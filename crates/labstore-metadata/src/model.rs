//! Cluster entities as callers see them.

use std::collections::BTreeSet;
use std::fmt;
use std::str::FromStr;

use chrono::{DateTime, Utc};

use crate::error::{MetadataError, MetadataResult};

/// Upper bound on the total number of peers a cluster definition may request.
pub const CLUSTER_SIZE_MAX: u64 = 1000;

/// Longest identifier accepted by [`validate_cluster_id`], in bytes.
pub const MAX_ID_LENGTH: usize = 76;

/// A named set of peer groups plus bookkeeping.
#[derive(Debug, Clone, PartialEq, Eq)]
pub struct Cluster {
    /// Unique name, also the storage key. Immutable once created.
    pub id: String,
    /// `None` until a caller sets one.
    pub status: Option<ClusterStatus>,
    pub definition: ClusterDefinition,
    pub labels: BTreeSet<String>,
    /// Set by the store on create, never changed afterwards
    pub created_at: DateTime<Utc>,
    /// Refreshed by the store on every mutation
    pub updated_at: DateTime<Utc>,
}

impl Cluster {
    /// A cluster with nothing but an id and a definition. Timestamps are
    /// placeholders until the store assigns real ones.
    pub fn new(id: impl Into<String>, definition: ClusterDefinition) -> Self {
        Self {
            id: id.into(),
            status: None,
            definition,
            labels: BTreeSet::new(),
            created_at: DateTime::<Utc>::UNIX_EPOCH,
            updated_at: DateTime::<Utc>::UNIX_EPOCH,
        }
    }

    pub fn with_labels<I, S>(mut self, labels: I) -> Self
    where
        I: IntoIterator<Item = S>,
        S: Into<String>,
    {
        self.labels = labels.into_iter().map(Into::into).collect();
        self
    }

    pub fn with_status(mut self, status: ClusterStatus) -> Self {
        self.status = Some(status);
        self
    }

    /// Checks applied before a cluster is created.
    pub fn validate(&self) -> MetadataResult<()> {
        validate_cluster_id(&self.id)?;
        self.definition.validate()
    }
}

/// Where a cluster is in its life.
#[derive(Debug, Clone, Copy, PartialEq, Eq, Hash)]
pub enum ClusterStatus {
    Creating,
    Connecting,
    Created,
    Destroying,
    Destroyed,
    Error,
}

impl ClusterStatus {
    pub const ALL: [ClusterStatus; 6] = [
        ClusterStatus::Creating,
        ClusterStatus::Connecting,
        ClusterStatus::Created,
        ClusterStatus::Destroying,
        ClusterStatus::Destroyed,
        ClusterStatus::Error,
    ];

    /// Name persisted in the store.
    pub fn as_str(&self) -> &'static str {
        match self {
            ClusterStatus::Creating => "creating",
            ClusterStatus::Connecting => "connecting",
            ClusterStatus::Created => "created",
            ClusterStatus::Destroying => "destroying",
            ClusterStatus::Destroyed => "destroyed",
            ClusterStatus::Error => "error",
        }
    }
}

impl fmt::Display for ClusterStatus {
    fn fmt(&self, f: &mut fmt::Formatter<'_>) -> fmt::Result {
        f.write_str(self.as_str())
    }
}

impl FromStr for ClusterStatus {
    type Err = MetadataError;

    fn from_str(s: &str) -> Result<Self, Self::Err> {
        Self::ALL
            .into_iter()
            .find(|status| status.as_str() == s)
            .ok_or_else(|| MetadataError::InvalidArgument(format!("unknown cluster status {s:?}")))
    }
}

/// Ordered peer groups. Position is the only identity a group has.
#[derive(Debug, Clone, Default, PartialEq, Eq)]
pub struct ClusterDefinition {
    pub groups: Vec<ClusterGroup>,
}

impl ClusterDefinition {
    pub fn new(groups: Vec<ClusterGroup>) -> Self {
        Self { groups }
    }

    /// Total number of peers across all groups.
    pub fn size(&self) -> u64 {
        self.groups.iter().map(|g| u64::from(g.size)).sum()
    }

    /// Every region and instance type used by the groups, without duplicates.
    ///
    /// Nothing applies these automatically; callers merge them into
    /// [`Cluster::labels`] when they want them.
    pub fn generate_labels(&self) -> BTreeSet<String> {
        self.groups
            .iter()
            .flat_map(|g| [g.region.clone(), g.instance_type.clone()])
            .collect()
    }

    pub fn validate(&self) -> MetadataResult<()> {
        let size = self.size();
        if size > CLUSTER_SIZE_MAX {
            return Err(MetadataError::InvalidArgument(format!(
                "cluster size {size} exceeds maximum of {CLUSTER_SIZE_MAX}"
            )));
        }
        Ok(())
    }
}

/// A homogeneous block of peers.
#[derive(Debug, Clone, Default, PartialEq, Eq)]
pub struct ClusterGroup {
    pub size: u32,
    pub instance_type: String,
    pub region: String,
    /// Peer build for this group; `None` keeps the cluster default.
    pub peer: Option<PeerDefinition>,
    pub labels: BTreeSet<String>,
}

impl ClusterGroup {
    pub fn new(size: u32, instance_type: impl Into<String>, region: impl Into<String>) -> Self {
        Self {
            size,
            instance_type: instance_type.into(),
            region: region.into(),
            peer: None,
            labels: BTreeSet::new(),
        }
    }

    pub fn with_peer(mut self, peer: PeerDefinition) -> Self {
        self.peer = Some(peer);
        self
    }
}

/// How the peers of a group are built and wired.
#[derive(Debug, Clone, Default, PartialEq, Eq)]
pub struct PeerDefinition {
    /// Git ref of the peer implementation to build
    pub git_reference: String,
    pub transports: Vec<String>,
    pub muxers: Vec<String>,
    pub security_transports: Vec<String>,
    pub routing: String,
}

/// Accept ids made of ASCII alphanumeric runs joined by single `.`, `_` or
/// `-`, at most [`MAX_ID_LENGTH`] bytes long.
pub fn validate_cluster_id(id: &str) -> MetadataResult<()> {
    if id.is_empty() {
        return Err(MetadataError::InvalidArgument("identifier must not be empty".into()));
    }
    if id.len() > MAX_ID_LENGTH {
        return Err(MetadataError::InvalidArgument(format!(
            "identifier {id:?} greater than maximum length ({MAX_ID_LENGTH} characters)"
        )));
    }

    let mut previous_separator = true;
    for b in id.bytes() {
        let separator = match b {
            b'.' | b'_' | b'-' => true,
            b if b.is_ascii_alphanumeric() => false,
            _ => return Err(invalid_id(id)),
        };
        if separator && previous_separator {
            return Err(invalid_id(id));
        }
        previous_separator = separator;
    }
    if previous_separator {
        return Err(invalid_id(id));
    }
    Ok(())
}

fn invalid_id(id: &str) -> MetadataError {
    MetadataError::InvalidArgument(format!(
        "identifier {id:?} must be alphanumeric components separated by '.', '_' or '-'"
    ))
}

========

— Task requirements —
From the entries, copy every line in which the string "them" can be found.

— Output for this exercise —
//! Cluster entities as callers see them.
    /// Nothing applies these automatically; callers merge them into
    /// [`Cluster::labels`] when they want them.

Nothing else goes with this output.